===== DATA SECTION

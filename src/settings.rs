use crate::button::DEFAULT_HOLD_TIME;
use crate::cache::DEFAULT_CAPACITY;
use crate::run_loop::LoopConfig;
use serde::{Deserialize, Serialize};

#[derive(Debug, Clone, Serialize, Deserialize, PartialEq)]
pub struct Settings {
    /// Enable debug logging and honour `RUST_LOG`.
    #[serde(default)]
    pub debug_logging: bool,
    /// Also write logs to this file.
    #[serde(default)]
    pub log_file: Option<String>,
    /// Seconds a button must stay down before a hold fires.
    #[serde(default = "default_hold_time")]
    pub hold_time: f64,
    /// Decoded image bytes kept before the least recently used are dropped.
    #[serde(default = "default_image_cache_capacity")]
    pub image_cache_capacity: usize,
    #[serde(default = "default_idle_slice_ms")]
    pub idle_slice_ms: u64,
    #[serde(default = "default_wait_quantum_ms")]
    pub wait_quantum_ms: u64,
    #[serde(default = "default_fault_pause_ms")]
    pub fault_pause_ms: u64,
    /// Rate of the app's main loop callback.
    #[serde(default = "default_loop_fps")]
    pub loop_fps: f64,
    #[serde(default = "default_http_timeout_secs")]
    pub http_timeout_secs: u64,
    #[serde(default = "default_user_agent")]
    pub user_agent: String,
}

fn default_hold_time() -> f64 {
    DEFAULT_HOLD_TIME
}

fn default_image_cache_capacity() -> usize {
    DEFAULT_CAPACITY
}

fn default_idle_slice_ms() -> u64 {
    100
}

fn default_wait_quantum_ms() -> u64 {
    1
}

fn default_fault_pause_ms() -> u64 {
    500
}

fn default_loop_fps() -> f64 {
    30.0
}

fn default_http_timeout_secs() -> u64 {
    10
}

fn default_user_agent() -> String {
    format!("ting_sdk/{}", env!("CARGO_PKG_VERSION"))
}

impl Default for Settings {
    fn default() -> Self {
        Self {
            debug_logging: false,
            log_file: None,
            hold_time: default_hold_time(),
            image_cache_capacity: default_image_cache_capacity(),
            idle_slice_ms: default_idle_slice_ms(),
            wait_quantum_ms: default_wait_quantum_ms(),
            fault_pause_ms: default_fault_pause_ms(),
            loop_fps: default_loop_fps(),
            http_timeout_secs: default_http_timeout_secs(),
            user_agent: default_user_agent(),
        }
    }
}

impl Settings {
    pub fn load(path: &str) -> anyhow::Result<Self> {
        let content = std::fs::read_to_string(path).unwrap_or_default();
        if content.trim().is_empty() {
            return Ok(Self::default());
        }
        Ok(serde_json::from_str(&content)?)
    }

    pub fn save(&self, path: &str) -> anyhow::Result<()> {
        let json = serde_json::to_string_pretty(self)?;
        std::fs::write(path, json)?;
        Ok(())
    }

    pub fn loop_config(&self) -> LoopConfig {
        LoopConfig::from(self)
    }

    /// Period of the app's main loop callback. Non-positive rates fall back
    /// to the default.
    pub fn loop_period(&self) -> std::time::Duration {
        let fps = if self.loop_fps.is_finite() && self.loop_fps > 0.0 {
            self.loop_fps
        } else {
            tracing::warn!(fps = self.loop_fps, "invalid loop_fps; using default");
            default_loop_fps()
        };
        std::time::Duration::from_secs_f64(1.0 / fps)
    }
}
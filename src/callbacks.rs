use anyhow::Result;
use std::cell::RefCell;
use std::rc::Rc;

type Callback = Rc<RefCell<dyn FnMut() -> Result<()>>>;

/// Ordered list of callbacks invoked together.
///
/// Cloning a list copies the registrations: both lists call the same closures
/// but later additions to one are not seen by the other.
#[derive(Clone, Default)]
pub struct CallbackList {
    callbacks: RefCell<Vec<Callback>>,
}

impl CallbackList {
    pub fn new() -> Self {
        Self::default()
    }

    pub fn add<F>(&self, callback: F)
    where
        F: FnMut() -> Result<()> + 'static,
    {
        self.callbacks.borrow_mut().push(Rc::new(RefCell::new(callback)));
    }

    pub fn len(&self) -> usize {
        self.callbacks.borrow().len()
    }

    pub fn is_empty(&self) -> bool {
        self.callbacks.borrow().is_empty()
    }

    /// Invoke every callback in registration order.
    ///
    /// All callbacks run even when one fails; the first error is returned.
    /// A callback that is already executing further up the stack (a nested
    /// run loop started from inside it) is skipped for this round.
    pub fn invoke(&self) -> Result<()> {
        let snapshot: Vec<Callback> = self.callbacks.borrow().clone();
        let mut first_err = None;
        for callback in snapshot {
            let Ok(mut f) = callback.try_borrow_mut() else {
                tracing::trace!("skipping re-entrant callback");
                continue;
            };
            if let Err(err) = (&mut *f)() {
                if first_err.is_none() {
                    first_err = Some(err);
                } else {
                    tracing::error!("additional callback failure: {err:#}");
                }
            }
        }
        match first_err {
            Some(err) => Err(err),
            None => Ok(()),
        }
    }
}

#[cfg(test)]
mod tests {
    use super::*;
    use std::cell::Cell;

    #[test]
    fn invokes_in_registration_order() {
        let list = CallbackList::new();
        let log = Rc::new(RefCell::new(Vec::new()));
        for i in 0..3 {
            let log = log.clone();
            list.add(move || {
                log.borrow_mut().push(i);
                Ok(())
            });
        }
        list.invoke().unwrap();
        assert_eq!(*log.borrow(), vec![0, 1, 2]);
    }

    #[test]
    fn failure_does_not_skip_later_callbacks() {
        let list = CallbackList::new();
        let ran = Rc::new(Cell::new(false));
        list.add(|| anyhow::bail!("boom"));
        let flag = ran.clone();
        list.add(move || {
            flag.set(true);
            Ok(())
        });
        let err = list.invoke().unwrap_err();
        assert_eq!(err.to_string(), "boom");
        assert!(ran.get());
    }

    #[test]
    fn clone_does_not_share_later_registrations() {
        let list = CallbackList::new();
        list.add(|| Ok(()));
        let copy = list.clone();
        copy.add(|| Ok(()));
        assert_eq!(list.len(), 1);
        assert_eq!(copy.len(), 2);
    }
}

==========

→ TASK TO COMPLETE:
Make an exact copy of all the entries above.

→ THE COMPLETED TASK:
filename src/settings.rs
use crate::button::DEFAULT_HOLD_TIME;
use crate::cache::DEFAULT_CAPACITY;
use crate::run_loop::LoopConfig;
use serde::{Deserialize, Serialize};

#[derive(Debug, Clone, Serialize, Deserialize, PartialEq)]
pub struct Settings {
    /// Enable debug logging and honour `RUST_LOG`.
    #[serde(default)]
    pub debug_logging: bool,
    /// Also write logs to this file.
    #[serde(default)]
    pub log_file: Option<String>,
    /// Seconds a button must stay down before a hold fires.
    #[serde(default = "default_hold_time")]
    pub hold_time: f64,
    /// Decoded image bytes kept before the least recently used are dropped.
    #[serde(default = "default_image_cache_capacity")]
    pub image_cache_capacity: usize,
    #[serde(default = "default_idle_slice_ms")]
    pub idle_slice_ms: u64,
    #[serde(default = "default_wait_quantum_ms")]
    pub wait_quantum_ms: u64,
    #[serde(default = "default_fault_pause_ms")]
    pub fault_pause_ms: u64,
    /// Rate of the app's main loop callback.
    #[serde(default = "default_loop_fps")]
    pub loop_fps: f64,
    #[serde(default = "default_http_timeout_secs")]
    pub http_timeout_secs: u64,
    #[serde(default = "default_user_agent")]
    pub user_agent: String,
}

fn default_hold_time() -> f64 {
    DEFAULT_HOLD_TIME
}

fn default_image_cache_capacity() -> usize {
    DEFAULT_CAPACITY
}

fn default_idle_slice_ms() -> u64 {
    100
}

fn default_wait_quantum_ms() -> u64 {
    1
}

fn default_fault_pause_ms() -> u64 {
    500
}

fn default_loop_fps() -> f64 {
    30.0
}

fn default_http_timeout_secs() -> u64 {
    10
}

fn default_user_agent() -> String {
    format!("ting_sdk/{}", env!("CARGO_PKG_VERSION"))
}

impl Default for Settings {
    fn default() -> Self {
        Self {
            debug_logging: false,
            log_file: None,
            hold_time: default_hold_time(),
            image_cache_capacity: default_image_cache_capacity(),
            idle_slice_ms: default_idle_slice_ms(),
            wait_quantum_ms: default_wait_quantum_ms(),
            fault_pause_ms: default_fault_pause_ms(),
            loop_fps: default_loop_fps(),
            http_timeout_secs: default_http_timeout_secs(),
            user_agent: default_user_agent(),
        }
    }
}

impl Settings {
    pub fn load(path: &str) -> anyhow::Result<Self> {
        let content = std::fs::read_to_string(path).unwrap_or_default();
        if content.trim().is_empty() {
            return Ok(Self::default());
        }
        Ok(serde_json::from_str(&content)?)
    }

    pub fn save(&self, path: &str) -> anyhow::Result<()> {
        let json = serde_json::to_string_pretty(self)?;
        std::fs::write(path, json)?;
        Ok(())
    }

    pub fn loop_config(&self) -> LoopConfig {
        LoopConfig::from(self)
    }

    /// Period of the app's main loop callback. Non-positive rates fall back
    /// to the default.
    pub fn loop_period(&self) -> std::time::Duration {
        let fps = if self.loop_fps.is_finite() && self.loop_fps > 0.0 {
            self.loop_fps
        } else {
            tracing::warn!(fps = self.loop_fps, "invalid loop_fps; using default");
            default_loop_fps()
        };
        std::time::Duration::from_secs_f64(1.0 / fps)
    }
}
filename src/callbacks.rs
use anyhow::Result;
use std::cell::RefCell;
use std::rc::Rc;

type Callback = Rc<RefCell<dyn FnMut() -> Result<()>>>;

/// Ordered list of callbacks invoked together.
///
/// Cloning a list copies the registrations: both lists call the same closures
/// but later additions to one are not seen by the other.
#[derive(Clone, Default)]
pub struct CallbackList {
    callbacks: RefCell<Vec<Callback>>,
}

impl CallbackList {
    pub fn new() -> Self {
        Self::default()
    }

    pub fn add<F>(&self, callback: F)
    where
        F: FnMut() -> Result<()> + 'static,
    {
        self.callbacks.borrow_mut().push(Rc::new(RefCell::new(callback)));
    }

    pub fn len(&self) -> usize {
        self.callbacks.borrow().len()
    }

    pub fn is_empty(&self) -> bool {
        self.callbacks.borrow().is_empty()
    }

    /// Invoke every callback in registration order.
    ///
    /// All callbacks run even when one fails; the first error is returned.
    /// A callback that is already executing further up the stack (a nested
    /// run loop started from inside it) is skipped for this round.
    pub fn invoke(&self) -> Result<()> {
        let snapshot: Vec<Callback> = self.callbacks.borrow().clone();
        let mut first_err = None;
        for callback in snapshot {
            let Ok(mut f) = callback.try_borrow_mut() else {
                tracing::trace!("skipping re-entrant callback");
                continue;
            };
            if let Err(err) = (&mut *f)() {
                if first_err.is_none() {
                    first_err = Some(err);
                } else {
                    tracing::error!("additional callback failure: {err:#}");
                }
            }
        }
        match first_err {
            Some(err) => Err(err),
            None => Ok(()),
        }
    }
}

#[cfg(test)]
mod tests {
    use super::*;
    use std::cell::Cell;

    #[test]
    fn invokes_in_registration_order() {
        let list = CallbackList::new();
        let log = Rc::new(RefCell::new(Vec::new()));
        for i in 0..3 {
            let log = log.clone();
            list.add(move || {
                log.borrow_mut().push(i);
                Ok(())
            });
        }
        list.invoke().unwrap();
        assert_eq!(*log.borrow(), vec![0, 1, 2]);
    }

    #[test]
    fn failure_does_not_skip_later_callbacks() {
        let list = CallbackList::new();
        let ran = Rc::new(Cell::new(false));
        list.add(|| anyhow::bail!("boom"));
        let flag = ran.clone();
        list.add(move || {
            flag.set(true);
            Ok(())
        });
        let err = list.invoke().unwrap_err();
        assert_eq!(err.to_string(), "boom");
        assert!(ran.get());
    }

    #[test]
    fn clone_does_not_share_later_registrations() {
        let list = CallbackList::new();
        list.add(|| Ok(()));
        let copy = list.clone();
        copy.add(|| Ok(()));
        assert_eq!(list.len(), 1);
        assert_eq!(copy.len(), 2);
    }
}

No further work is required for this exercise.